Terror-Unterstützer zur Rechenschaft gezogen
So sei der Schutz der jüdischen Einrichtungen in den vergangenen Tagen verstärkt worden. Zugleich würden jene zur Rechenschaft gezogen, die auf den Straßen den Terror guthießen. Es werde der Kampf gegen die Hamas forciert sowie ihr Tarnorganisationen verboten. »Wer dauerhaft in Deutschland leben will, muss Auschwitz kennen und begreifen, der muss wissen, dass Antisemitismus und Judenhass keine Meinung ist, sondern eine menschenverachtende Straftat«, erklärte Steinmeier.

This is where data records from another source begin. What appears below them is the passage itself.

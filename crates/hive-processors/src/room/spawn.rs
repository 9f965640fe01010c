//! Spawn intents (`spawn-intents`) and spawn completion (`spawning`).
//!
//! A spawn handles at most one `createCreep` per tick; later creates in the
//! same tick are ignored. Energy comes from the [`EnergyAllocator`] and is
//! drawn only when the whole cost is covered. The new creep is upserted
//! immediately, inside the spawn and flagged `spawning`, and is placed on
//! an adjacent tile by the `spawning` step once its spawn time is reached.

use hive_blueprints::body_cost;
use hive_blueprints::constants::{
    BODYPART_HITS, CARRY_CAPACITY, CREEP_LIFE_TIME, CREEP_SPAWN_TIME, MAX_CREEP_SIZE,
};
use hive_types::intents::names;
use hive_types::resources::ENERGY;
use hive_types::{
    BodyPart, BodyPartType, Direction, IntentArgument, ObjectId, ObjectType, Position,
    RoomObjectPatch, RoomObjectSnapshot, SpawningState, TerrainType, UserId,
};

use super::{RoomProcessorStep, creep_tiles, obstacle_tiles};
use crate::context::{RoomProcessorContext, creep_lifetime};
use crate::energy::{EnergyAllocator, EnergyPlan};
use crate::error::ProcessorError;
use crate::stats;

/// Figures derived from a requested body.
#[derive(Debug, Clone, PartialEq, Eq)]
pub struct BodyAnalysis {
    /// Parts in order.
    pub parts: Vec<BodyPartType>,
    /// Energy cost.
    pub cost: i64,
    /// Ticks to spawn.
    pub spawn_time: u64,
    /// Maximum hit points.
    pub hits_max: i64,
    /// Store capacity from CARRY parts.
    pub carry_capacity: i64,
}

impl BodyAnalysis {
    /// Analyse `parts`; `None` for an empty or oversized body.
    pub fn new(parts: &[BodyPartType]) -> Option<Self> {
        if parts.is_empty() || parts.len() > MAX_CREEP_SIZE {
            return None;
        }
        let count = u64::try_from(parts.len()).ok()?;
        let carry = parts.iter().filter(|p| **p == BodyPartType::Carry).count();
        Some(Self {
            parts: parts.to_vec(),
            cost: body_cost(parts.iter().copied()),
            spawn_time: CREEP_SPAWN_TIME.saturating_mul(count),
            hits_max: BODYPART_HITS.saturating_mul(i64::try_from(count).ok()?),
            carry_capacity: CARRY_CAPACITY.saturating_mul(i64::try_from(carry).ok()?),
        })
    }
}

/// A parsed `createCreep` argument.
#[derive(Debug, Clone)]
struct CreateCreep {
    name: String,
    body: Vec<BodyPartType>,
    energy_structures: Vec<ObjectId>,
    directions: Option<Vec<Direction>>,
}

impl CreateCreep {
    fn parse(argument: &IntentArgument) -> Option<Self> {
        Some(Self {
            name: argument.text("name")?.to_owned(),
            body: argument.body_parts("body")?.to_vec(),
            energy_structures: argument
                .text_array("energyStructures")
                .unwrap_or_default()
                .iter()
                .map(|id| ObjectId::from(id.as_str()))
                .collect(),
            directions: argument.directions("directions"),
        })
    }
}

/// Everything one spawn was asked to do this tick.
#[derive(Debug, Default)]
struct SpawnEnvelope {
    create: Option<CreateCreep>,
    renew: Option<ObjectId>,
    recycle: Option<ObjectId>,
    directions: Option<Vec<Direction>>,
}

impl SpawnEnvelope {
    fn parse(ctx: &RoomProcessorContext<'_>, spawn: &ObjectId) -> Self {
        let first = |name: &str| {
            ctx.intents()
                .find(spawn, name)
                .and_then(|intent| intent.record.first())
        };
        Self {
            create: first(names::CREATE_CREEP).and_then(CreateCreep::parse),
            renew: first(names::RENEW_CREEP).and_then(|a| a.object_id("id")),
            recycle: first(names::RECYCLE_CREEP).and_then(|a| a.object_id("id")),
            directions: first(names::SET_SPAWN_DIRECTIONS)
                .and_then(|a| a.directions("directions")),
        }
    }

    const fn is_empty(&self) -> bool {
        self.create.is_none()
            && self.renew.is_none()
            && self.recycle.is_none()
            && self.directions.is_none()
    }
}

/// Draw `cost` energy for `owner`, staging one store patch per drawn
/// structure. `None` when the room cannot cover it.
fn draw_energy(
    ctx: &mut RoomProcessorContext<'_>,
    owner: &UserId,
    cost: i64,
    preferred: &[ObjectId],
) -> Result<Option<EnergyPlan>, ProcessorError> {
    let objects = ctx.objects()?;
    let plan = EnergyAllocator::new(owner, &objects, ctx.active()).allocate(cost, preferred);
    match plan {
        Ok(plan) => {
            for draw in &plan.draws {
                ctx.patch(&draw.id, RoomObjectPatch::store_entry(ENERGY, draw.remaining));
            }
            Ok(Some(plan))
        }
        Err(shortfall) => {
            tracing::debug!(
                room = %ctx.room(),
                tick = ctx.game_time(),
                user_id = %owner,
                needed = shortfall.needed,
                available = shortfall.available,
                "Not enough energy"
            );
            Ok(None)
        }
    }
}

/// An own creep next to `spawn` that has left its spawn.
fn adjacent_creep(
    ctx: &RoomProcessorContext<'_>,
    spawn: &RoomObjectSnapshot,
    id: &ObjectId,
) -> Result<Option<RoomObjectSnapshot>, ProcessorError> {
    Ok(ctx.object(id)?.filter(|creep| {
        creep.object_type == ObjectType::Creep
            && creep.user.is_some()
            && creep.user == spawn.user
            && creep.spawning != Some(true)
            && creep.position().in_range(spawn.position(), 1)
    }))
}

// ---------------------------------------------------------------------------
// spawn-intents
// ---------------------------------------------------------------------------

/// Handles `createCreep`, `renewCreep`, `recycleCreep` and
/// `setSpawnDirections`.
#[derive(Debug, Clone, Copy, Default)]
pub struct SpawnIntentsStep;

impl RoomProcessorStep for SpawnIntentsStep {
    fn name(&self) -> &'static str {
        "spawn-intents"
    }

    fn run(&self, ctx: &mut RoomProcessorContext<'_>) -> Result<(), ProcessorError> {
        let spawns: Vec<ObjectId> = ctx
            .snapshot()
            .objects_of_type(ObjectType::Spawn)
            .map(|s| s.id.clone())
            .collect();

        for id in spawns {
            let envelope = SpawnEnvelope::parse(ctx, &id);
            if envelope.is_empty() {
                continue;
            }
            let Some(spawn) = ctx.object(&id)? else {
                continue;
            };
            if !ctx.is_active(&spawn) {
                continue;
            }

            if let Some(create) = envelope.create {
                create_creep(ctx, &spawn, create)?;
            }
            if let Some(target) = &envelope.renew {
                renew_creep(ctx, &id, target)?;
            }
            if let Some(target) = &envelope.recycle {
                recycle_creep(ctx, &id, target)?;
            }
            if let Some(directions) = envelope.directions {
                set_spawn_directions(ctx, &id, directions)?;
            }
        }
        Ok(())
    }
}

fn create_creep(
    ctx: &mut RoomProcessorContext<'_>,
    spawn: &RoomObjectSnapshot,
    create: CreateCreep,
) -> Result<(), ProcessorError> {
    if spawn.spawning_state.is_some() {
        return Ok(());
    }
    let Some(owner) = spawn.user.clone() else {
        return Ok(());
    };
    let Some(body) = BodyAnalysis::new(&create.body) else {
        tracing::debug!(
            room = %ctx.room(),
            tick = ctx.game_time(),
            object_id = %spawn.id,
            parts = create.body.len(),
            "Rejected creep body"
        );
        return Ok(());
    };
    let name_taken = ctx.objects_of_type(ObjectType::Creep)?.iter().any(|c| {
        c.is_owned_by(&owner) && c.name.as_deref() == Some(create.name.as_str())
    });
    if name_taken {
        return Ok(());
    }

    if draw_energy(ctx, &owner, body.cost, &create.energy_structures)?.is_none() {
        return Ok(());
    }

    let game_time = ctx.game_time();
    ctx.patch(
        &spawn.id,
        RoomObjectPatch {
            spawning_state: Some(Some(SpawningState {
                name: create.name.clone(),
                need_time: body.spawn_time,
                spawn_time: game_time.saturating_add(body.spawn_time),
                directions: create.directions,
            })),
            ..RoomObjectPatch::default()
        },
    );

    let id = ctx.next_object_id();
    let mut creep =
        RoomObjectSnapshot::new(id, ObjectType::Creep, ctx.room().clone(), spawn.x, spawn.y);
    creep.user = Some(owner.clone());
    creep.name = Some(create.name);
    creep.body = body.parts.iter().copied().map(BodyPart::new).collect();
    creep.hits = Some(body.hits_max);
    creep.hits_max = Some(body.hits_max);
    creep.store_capacity = Some(body.carry_capacity);
    creep.fatigue = Some(0);
    creep.spawning = Some(true);
    creep.notify_when_attacked = Some(true);
    tracing::debug!(
        room = %ctx.room(),
        tick = game_time,
        object_id = %creep.id,
        user_id = %owner,
        cost = body.cost,
        "Creep spawning"
    );
    ctx.upsert(creep);
    ctx.record_stat(&owner, stats::ENERGY_CREEPS, body.cost);
    Ok(())
}

fn renew_creep(
    ctx: &mut RoomProcessorContext<'_>,
    spawn_id: &ObjectId,
    target: &ObjectId,
) -> Result<(), ProcessorError> {
    let Some(spawn) = ctx.object(spawn_id)? else {
        return Ok(());
    };
    let Some(owner) = spawn.user.clone() else {
        return Ok(());
    };
    if spawn.spawning_state.is_some() {
        return Ok(());
    }
    let Some(creep) = adjacent_creep(ctx, &spawn, target)? else {
        return Ok(());
    };
    let parts = u64::try_from(creep.body.len()).unwrap_or(0);
    if parts == 0 || creep.body.iter().any(|p| p.part == BodyPartType::Claim) {
        return Ok(());
    }

    // 1.2 x lifetime / spawn time, spread over the body.
    let added = CREEP_LIFE_TIME
        .saturating_mul(6)
        .checked_div(CREEP_SPAWN_TIME.saturating_mul(5).saturating_mul(parts))
        .unwrap_or(0);
    let game_time = ctx.game_time();
    let ttl = creep.ticks_to_live(game_time).unwrap_or(0);
    if ttl.saturating_add(added) > CREEP_LIFE_TIME {
        return Ok(());
    }

    let body_cost = body_cost(creep.body.iter().map(|p| p.part));
    let divisor = i64::try_from(CREEP_SPAWN_TIME.saturating_mul(5).saturating_mul(parts))
        .unwrap_or(i64::MAX);
    let numerator = body_cost.saturating_mul(6);
    let cost = numerator
        .checked_add(divisor.saturating_sub(1))
        .and_then(|n| n.checked_div(divisor))
        .unwrap_or(0);

    if draw_energy(ctx, &owner, cost, &[])?.is_none() {
        return Ok(());
    }
    ctx.patch(
        &creep.id,
        RoomObjectPatch {
            age_time: Some(game_time.saturating_add(ttl).saturating_add(added)),
            ..RoomObjectPatch::default()
        },
    );
    ctx.record_stat(&owner, stats::ENERGY_CREEPS, cost);
    Ok(())
}

fn recycle_creep(
    ctx: &mut RoomProcessorContext<'_>,
    spawn_id: &ObjectId,
    target: &ObjectId,
) -> Result<(), ProcessorError> {
    let Some(spawn) = ctx.object(spawn_id)? else {
        return Ok(());
    };
    let Some(creep) = adjacent_creep(ctx, &spawn, target)? else {
        return Ok(());
    };
    let lifetime = i64::try_from(creep_lifetime(&creep.body)).unwrap_or(i64::MAX);
    let ttl = i64::try_from(creep.ticks_to_live(ctx.game_time()).unwrap_or(0)).unwrap_or(0);
    let reclaimed = body_cost(creep.body.iter().map(|p| p.part))
        .saturating_mul(ttl)
        .checked_div(lifetime)
        .unwrap_or(0);
    ctx.kill_creep(&creep, reclaimed);
    Ok(())
}

fn set_spawn_directions(
    ctx: &mut RoomProcessorContext<'_>,
    spawn_id: &ObjectId,
    directions: Vec<Direction>,
) -> Result<(), ProcessorError> {
    let Some(state) = ctx.object(spawn_id)?.and_then(|s| s.spawning_state) else {
        return Ok(());
    };
    ctx.patch(
        spawn_id,
        RoomObjectPatch {
            spawning_state: Some(Some(SpawningState {
                directions: Some(directions),
                ..state
            })),
            ..RoomObjectPatch::default()
        },
    );
    Ok(())
}

// ---------------------------------------------------------------------------
// spawning
// ---------------------------------------------------------------------------

/// Places finished creeps next to their spawn.
#[derive(Debug, Clone, Copy, Default)]
pub struct SpawningStep;

impl RoomProcessorStep for SpawningStep {
    fn name(&self) -> &'static str {
        "spawning"
    }

    fn run(&self, ctx: &mut RoomProcessorContext<'_>) -> Result<(), ProcessorError> {
        let game_time = ctx.game_time();
        for spawn in ctx.objects_of_type(ObjectType::Spawn)? {
            let Some(state) = &spawn.spawning_state else {
                continue;
            };
            if state.spawn_time > game_time {
                continue;
            }

            let creep = ctx.objects_of_type(ObjectType::Creep)?.into_iter().find(|c| {
                c.spawning == Some(true)
                    && c.user == spawn.user
                    && c.name.as_deref() == Some(state.name.as_str())
            });
            let Some(creep) = creep else {
                ctx.patch(&spawn.id, clear_spawning());
                continue;
            };

            let Some(tile) = free_adjacent_tile(ctx, &spawn, state.directions.as_deref())? else {
                tracing::debug!(
                    room = %ctx.room(),
                    tick = game_time,
                    object_id = %spawn.id,
                    "Spawn exit blocked"
                );
                continue;
            };

            ctx.patch(
                &creep.id,
                RoomObjectPatch {
                    x: Some(tile.x),
                    y: Some(tile.y),
                    spawning: Some(false),
                    age_time: Some(game_time.saturating_add(creep_lifetime(&creep.body))),
                    ..RoomObjectPatch::default()
                },
            );
            ctx.patch(&spawn.id, clear_spawning());
            if let Some(owner) = &creep.user {
                ctx.record_stat(owner, stats::CREEPS_PRODUCED, 1);
            }
        }
        Ok(())
    }
}

fn clear_spawning() -> RoomObjectPatch {
    RoomObjectPatch {
        spawning_state: Some(None),
        ..RoomObjectPatch::default()
    }
}

/// First free tile around `spawn`, trying `preferred` directions first.
fn free_adjacent_tile(
    ctx: &RoomProcessorContext<'_>,
    spawn: &RoomObjectSnapshot,
    preferred: Option<&[Direction]>,
) -> Result<Option<Position>, ProcessorError> {
    let objects = ctx.objects()?;
    let blocked = obstacle_tiles(&objects, spawn.user.as_ref());
    let occupied = creep_tiles(&objects);
    let snapshot = ctx.snapshot();
    let candidates = preferred
        .unwrap_or_default()
        .iter()
        .chain(Direction::ALL.iter())
        .filter_map(|d| spawn.position().offset(*d));
    for tile in candidates {
        if snapshot.terrain_at(tile) == TerrainType::Wall
            || blocked.contains(&tile)
            || occupied.contains(&tile)
        {
            continue;
        }
        return Ok(Some(tile));
    }
    Ok(None)
}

Im Vorraum der Synagoge waren Suchplakate von Menschen ausgelegt, die seit dem Angriff der Hamas vermisst sind, darunter Frauen, Familien, Senioren und kleine Kinder. Über 200 Menschen seien von der Hamas in den Gazastreifem verschleppt worden, hieß es. Ihr Verbleib und ihr Schicksal ist unbekannt. Auf den Suchplakaten steht »Entführt von der Hamas«. Dazu der Aufruf »Macht ein Foto von diesem Plakat und teilt es! Wir müssen alle sicher nach Hause bringen!«
Die Synagoge am Fraenkelufer im Berliner Stadtteil Kreuzberg stammt aus dem frühen 20. Jahrhundert. Sie bot Platz für 2000 Personen und war eine der größten Synagogen der Stadt. Nach Zerstörungen durch die Novemberpogrome der Nazis und Kriegsschäden im Zweiten Weltkrieg dient heute das erhaltene Nebengebäude als Synagoge.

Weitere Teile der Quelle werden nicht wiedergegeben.